-- Opening Marker --

//! Local disk store.
//!
//! Bytes live under a base directory at the location the store's
//! [`StorageMapper`] computes for each resolved key. Every mapped location
//! is confined lexically to the base; anything that would land outside it
//! is rejected with `PathEscapesRoot`.
//!
//! Truncating writes stream into a hidden staging file next to the target
//! and are renamed over it on close, so readers see either the old bytes
//! or the new ones.

use async_trait::async_trait;
use std::path::{Component, Path, PathBuf};
use std::sync::Arc;
use std::sync::atomic::{AtomicBool, Ordering};
use std::time::Duration;
use tokio::fs;
use tokio::io::AsyncWriteExt;
use tracing::{debug, info, warn};

use super::error::{StoreError, StoreResult};
use super::ops::{Store, StoreReader, StoreWriter};
use super::types::{CopyOptions, DirEntry, FileAttr, FileType, SweepReport, WriteMode};
use crate::eviction;
use crate::mapper::StorageMapper;
use crate::path::LogicalPath;

/// Prefix of staging file names. Entries carrying it are never listed.
const STAGING_PREFIX: &str = ".cachefs-";
const STAGING_SUFFIX: &str = ".part";

/// Lifecycle flags for a [`LocalStore`].
#[derive(Debug, Clone, Copy, Default, PartialEq, Eq)]
pub struct LocalStoreOptions {
    /// Delete the whole tree when the store is closed or dropped.
    pub temporary: bool,
    /// Delete the whole tree when the store is opened.
    pub clear_on_startup: bool,
}

/// Local filesystem store.
///
/// All operations are confined to `base`. For example, with a flat layout
/// and `base` at `/var/cache/cachefs/example.org`, the logical path
/// `/img/a.png` lives at `/var/cache/cachefs/example.org/img/a.png`.
#[derive(Debug)]
pub struct LocalStore {
    base: PathBuf,
    mapper: Arc<dyn StorageMapper>,
    options: LocalStoreOptions,
    closed: AtomicBool,
}

impl LocalStore {
    /// Open a store rooted at `base`, creating the directory if needed.
    ///
    /// The base is canonicalized so that confinement checks compare like
    /// with like (e.g. macOS `/tmp` → `/private/tmp`).
    pub async fn open(
        base: impl Into<PathBuf>,
        mapper: Arc<dyn StorageMapper>,
        options: LocalStoreOptions,
    ) -> StoreResult<Self> {
        let base: PathBuf = base.into();
        let shown = base.display().to_string();

        if options.clear_on_startup && fs::try_exists(&base).await.unwrap_or(false) {
            info!(base = %shown, "clearing store on startup");
            fs::remove_dir_all(&base)
                .await
                .map_err(|e| StoreError::io(&shown, e))?;
        }

        fs::create_dir_all(&base)
            .await
            .map_err(|e| StoreError::io(&shown, e))?;
        let base = dunce::canonicalize(&base).map_err(|e| StoreError::io(&shown, e))?;

        debug!(
            base = %base.display(),
            layout = mapper.name(),
            temporary = options.temporary,
            "opened local store"
        );

        Ok(Self {
            base,
            mapper,
            options,
            closed: AtomicBool::new(false),
        })
    }

    /// The layout this store maps keys with.
    pub fn mapper(&self) -> &dyn StorageMapper {
        self.mapper.as_ref()
    }

    pub fn options(&self) -> LocalStoreOptions {
        self.options
    }

    fn check_open(&self) -> StoreResult<()> {
        if self.closed.load(Ordering::Acquire) {
            Err(StoreError::closed(self.base.display().to_string()))
        } else {
            Ok(())
        }
    }

    /// Physical location of `path`.
    pub fn physical_path(&self, path: &LogicalPath) -> StoreResult<PathBuf> {
        let key = path.resolved_key();
        if key.is_empty() {
            return Ok(self.base.clone());
        }
        let mapped = self.mapper.map(key)?;
        confine(&self.base, &mapped).ok_or_else(|| {
            StoreError::path_escapes_root(format!(
                "{path} maps to {mapped}, outside {}",
                self.base.display()
            ))
        })
    }

    async fn metadata(&self, path: &LogicalPath) -> StoreResult<Option<std::fs::Metadata>> {
        let physical = self.physical_path(path)?;
        match fs::symlink_metadata(&physical).await {
            Ok(meta) => Ok(Some(meta)),
            Err(e) if e.kind() == std::io::ErrorKind::NotFound => Ok(None),
            Err(e) => Err(StoreError::io(path.as_str(), e)),
        }
    }

    async fn ensure_parent(&self, path: &LogicalPath, physical: &Path) -> StoreResult<()> {
        if let Some(parent) = physical.parent() {
            fs::create_dir_all(parent)
                .await
                .map_err(|e| StoreError::io(path.as_str(), e))?;
        }
        Ok(())
    }

    /// Fail if `to` exists and the caller did not ask to replace it.
    async fn check_target(&self, to: &LogicalPath, opts: CopyOptions) -> StoreResult<()> {
        if !opts.replace_existing && self.metadata(to).await?.is_some() {
            return Err(StoreError::already_exists(to.as_str()));
        }
        Ok(())
    }

    async fn remove_tree(&self) {
        match fs::remove_dir_all(&self.base).await {
            Ok(()) => info!(base = %self.base.display(), "removed temporary store"),
            Err(e) if e.kind() == std::io::ErrorKind::NotFound => {}
            Err(e) => warn!(base = %self.base.display(), error = %e, "failed to remove temporary store"),
        }
    }
}

impl Drop for LocalStore {
    fn drop(&mut self) {
        if self.options.temporary && !self.closed.swap(true, Ordering::AcqRel) {
            let _ = std::fs::remove_dir_all(&self.base);
        }
    }
}

/// Join `relative` onto `base` without ever leaving it.
fn confine(base: &Path, relative: &str) -> Option<PathBuf> {
    let mut out = base.to_path_buf();
    let mut depth = 0usize;
    for component in Path::new(relative).components() {
        match component {
            Component::Normal(part) => {
                out.push(part);
                depth += 1;
            }
            Component::CurDir => {}
            Component::ParentDir if depth > 0 => {
                out.pop();
                depth -= 1;
            }
            Component::ParentDir | Component::RootDir | Component::Prefix(_) => return None,
        }
    }
    Some(out)
}

fn staging_path(target: &Path) -> PathBuf {
    let name = target
        .file_name()
        .map(|n| n.to_string_lossy().into_owned())
        .unwrap_or_default();
    target.with_file_name(format!(
        "{STAGING_PREFIX}{}-{name}{STAGING_SUFFIX}",
        uuid::Uuid::new_v4().simple()
    ))
}

/// Whether a directory entry name is an in-flight staging file.
fn is_staging_name(name: &str) -> bool {
    name.starts_with(STAGING_PREFIX) && name.ends_with(STAGING_SUFFIX)
}

#[async_trait]
impl Store for LocalStore {
    async fn exists(&self, path: &LogicalPath) -> StoreResult<bool> {
        self.check_open()?;
        Ok(self.metadata(path).await?.is_some())
    }

    async fn create_dir(&self, path: &LogicalPath) -> StoreResult<()> {
        self.check_open()?;
        if !self.mapper.supports_directories() {
            return Ok(());
        }
        let physical = self.physical_path(path)?;
        fs::create_dir_all(&physical)
            .await
            .map_err(|e| StoreError::io(path.as_str(), e))
    }

    async fn open_read(&self, path: &LogicalPath) -> StoreResult<StoreReader> {
        self.check_open()?;
        let meta = self
            .metadata(path)
            .await?
            .ok_or_else(|| StoreError::not_found(path.as_str()))?;
        if meta.is_dir() {
            return Err(StoreError::is_a_directory(path.as_str()));
        }
        let physical = self.physical_path(path)?;
        let file = fs::File::open(&physical)
            .await
            .map_err(|e| StoreError::io(path.as_str(), e))?;
        Ok(Box::new(file))
    }

    async fn open_write(
        &self,
        path: &LogicalPath,
        mode: WriteMode,
    ) -> StoreResult<Box<dyn StoreWriter>> {
        self.check_open()?;
        let target = self.physical_path(path)?;
        if target == self.base {
            return Err(StoreError::is_a_directory(path.as_str()));
        }
        if let Some(meta) = self.metadata(path).await?
            && meta.is_dir()
        {
            return Err(StoreError::is_a_directory(path.as_str()));
        }
        self.ensure_parent(path, &target).await?;

        let (file, staging) = match mode {
            WriteMode::Truncate => {
                let staging = staging_path(&target);
                let file = fs::File::create(&staging)
                    .await
                    .map_err(|e| StoreError::io(path.as_str(), e))?;
                (file, Some(staging))
            }
            WriteMode::Append => {
                let file = fs::OpenOptions::new()
                    .create(true)
                    .append(true)
                    .open(&target)
                    .await
                    .map_err(|e| StoreError::io(path.as_str(), e))?;
                (file, None)
            }
            WriteMode::CreateNew => {
                let file = fs::OpenOptions::new()
                    .write(true)
                    .create_new(true)
                    .open(&target)
                    .await
                    .map_err(|e| StoreError::io(path.as_str(), e))?;
                (file, None)
            }
        };

        Ok(Box::new(LocalWriter {
            path: path.as_str().to_string(),
            target,
            staging,
            file: Some(file),
        }))
    }

    async fn delete(&self, path: &LogicalPath, must_exist: bool) -> StoreResult<bool> {
        self.check_open()?;
        if path.resolved_key().is_empty() {
            return Err(StoreError::invalid_argument("cannot delete the store root"));
        }
        let Some(meta) = self.metadata(path).await? else {
            return if must_exist {
                Err(StoreError::not_found(path.as_str()))
            } else {
                Ok(false)
            };
        };
        let physical = self.physical_path(path)?;
        let result = if meta.is_dir() {
            fs::remove_dir(&physical).await
        } else {
            fs::remove_file(&physical).await
        };
        result.map_err(|e| StoreError::io(path.as_str(), e))?;
        Ok(true)
    }

    async fn copy(
        &self,
        from: &LogicalPath,
        to: &LogicalPath,
        opts: CopyOptions,
    ) -> StoreResult<()> {
        self.check_open()?;
        let meta = self
            .metadata(from)
            .await?
            .ok_or_else(|| StoreError::not_found(from.as_str()))?;
        self.check_target(to, opts).await?;

        if meta.is_dir() {
            return self.create_dir(to).await;
        }

        let source = self.physical_path(from)?;
        let target = self.physical_path(to)?;
        self.ensure_parent(to, &target).await?;
        let staging = staging_path(&target);
        if let Err(e) = fs::copy(&source, &staging).await {
            let _ = fs::remove_file(&staging).await;
            return Err(StoreError::io(from.as_str(), e));
        }
        if let Err(e) = fs::rename(&staging, &target).await {
            let _ = fs::remove_file(&staging).await;
            return Err(StoreError::io(to.as_str(), e));
        }
        Ok(())
    }

    async fn rename(
        &self,
        from: &LogicalPath,
        to: &LogicalPath,
        opts: CopyOptions,
    ) -> StoreResult<()> {
        self.check_open()?;
        if self.metadata(from).await?.is_none() {
            return Err(StoreError::not_found(from.as_str()));
        }
        self.check_target(to, opts).await?;

        let source = self.physical_path(from)?;
        let target = self.physical_path(to)?;
        self.ensure_parent(to, &target).await?;
        fs::rename(&source, &target)
            .await
            .map_err(|e| StoreError::io(from.as_str(), e))
    }

    async fn stat(&self, path: &LogicalPath) -> StoreResult<FileAttr> {
        self.check_open()?;
        if path.resolved_key().is_empty() {
            return Ok(FileAttr::root());
        }
        let meta = self
            .metadata(path)
            .await?
            .ok_or_else(|| StoreError::not_found(path.as_str()))?;
        Ok(FileAttr::from_metadata(&meta))
    }

    async fn list(&self, path: &LogicalPath) -> StoreResult<Vec<DirEntry>> {
        self.check_open()?;
        // Digest-keyed entries have no browsable names.
        if !self.mapper.supports_directories() {
            return Ok(Vec::new());
        }
        let meta = self
            .metadata(path)
            .await?
            .ok_or_else(|| StoreError::not_found(path.as_str()))?;
        if !meta.is_dir() {
            return Err(StoreError::not_a_directory(path.as_str()));
        }

        let physical = self.physical_path(path)?;
        let mut entries = Vec::new();
        let mut dir = fs::read_dir(&physical)
            .await
            .map_err(|e| StoreError::io(path.as_str(), e))?;

        while let Some(entry) = dir
            .next_entry()
            .await
            .map_err(|e| StoreError::io(path.as_str(), e))?
        {
            let name = entry.file_name().to_string_lossy().into_owned();
            if is_staging_name(&name) {
                continue;
            }
            let file_type = entry
                .file_type()
                .await
                .map_err(|e| StoreError::io(path.as_str(), e))?;
            let kind = if file_type.is_dir() {
                FileType::Directory
            } else if file_type.is_symlink() {
                FileType::Symlink
            } else {
                FileType::File
            };
            entries.push(DirEntry { name, kind });
        }

        entries.sort_by(|a, b| a.name.cmp(&b.name));
        Ok(entries)
    }

    fn base_directory(&self) -> &Path {
        &self.base
    }

    async fn expire(&self, max_age: Duration) -> StoreResult<SweepReport> {
        self.check_open()?;
        eviction::sweep(self.base.clone(), max_age).await
    }

    async fn close(&self) -> StoreResult<()> {
        if self.closed.swap(true, Ordering::AcqRel) {
            return Ok(());
        }
        if self.options.temporary {
            self.remove_tree().await;
        }
        Ok(())
    }
}

/// Writer for [`LocalStore`]. Truncating writes go through a staging file.
struct LocalWriter {
    path: String,
    target: PathBuf,
    staging: Option<PathBuf>,
    file: Option<fs::File>,
}

#[async_trait]
impl StoreWriter for LocalWriter {
    async fn write(&mut self, buf: &[u8]) -> StoreResult<()> {
        let file = self
            .file
            .as_mut()
            .ok_or_else(|| StoreError::closed(self.path.clone()))?;
        file.write_all(buf)
            .await
            .map_err(|e| StoreError::io(&self.path, e))
    }

    async fn close(&mut self) -> StoreResult<()> {
        let Some(mut file) = self.file.take() else {
            return Ok(());
        };
        file.flush()
            .await
            .map_err(|e| StoreError::io(&self.path, e))?;
        drop(file);

        if let Some(staging) = self.staging.take()
            && let Err(e) = fs::rename(&staging, &self.target).await
        {
            let _ = fs::remove_file(&staging).await;
            return Err(StoreError::io(&self.path, e));
        }
        Ok(())
    }
}

impl Drop for LocalWriter {
    fn drop(&mut self) {
        // Abandoned before close: the target keeps its previous contents.
        if let Some(staging) = self.staging.take() {
            let _ = std::fs::remove_file(staging);
        }
    }
}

-- Closing Marker --

*YOUR OBJECTIVE*: Lines from the top of the entries above to the line that contains "the old bytes" should be set down exactly, please, with both ends kept and nothing added.

*OUTPUT OF THE TASK*:
//! Local disk store.
//!
//! Bytes live under a base directory at the location the store's
//! [`StorageMapper`] computes for each resolved key. Every mapped location
//! is confined lexically to the base; anything that would land outside it
//! is rejected with `PathEscapesRoot`.
//!
//! Truncating writes stream into a hidden staging file next to the target
//! and are renamed over it on close, so readers see either the old bytes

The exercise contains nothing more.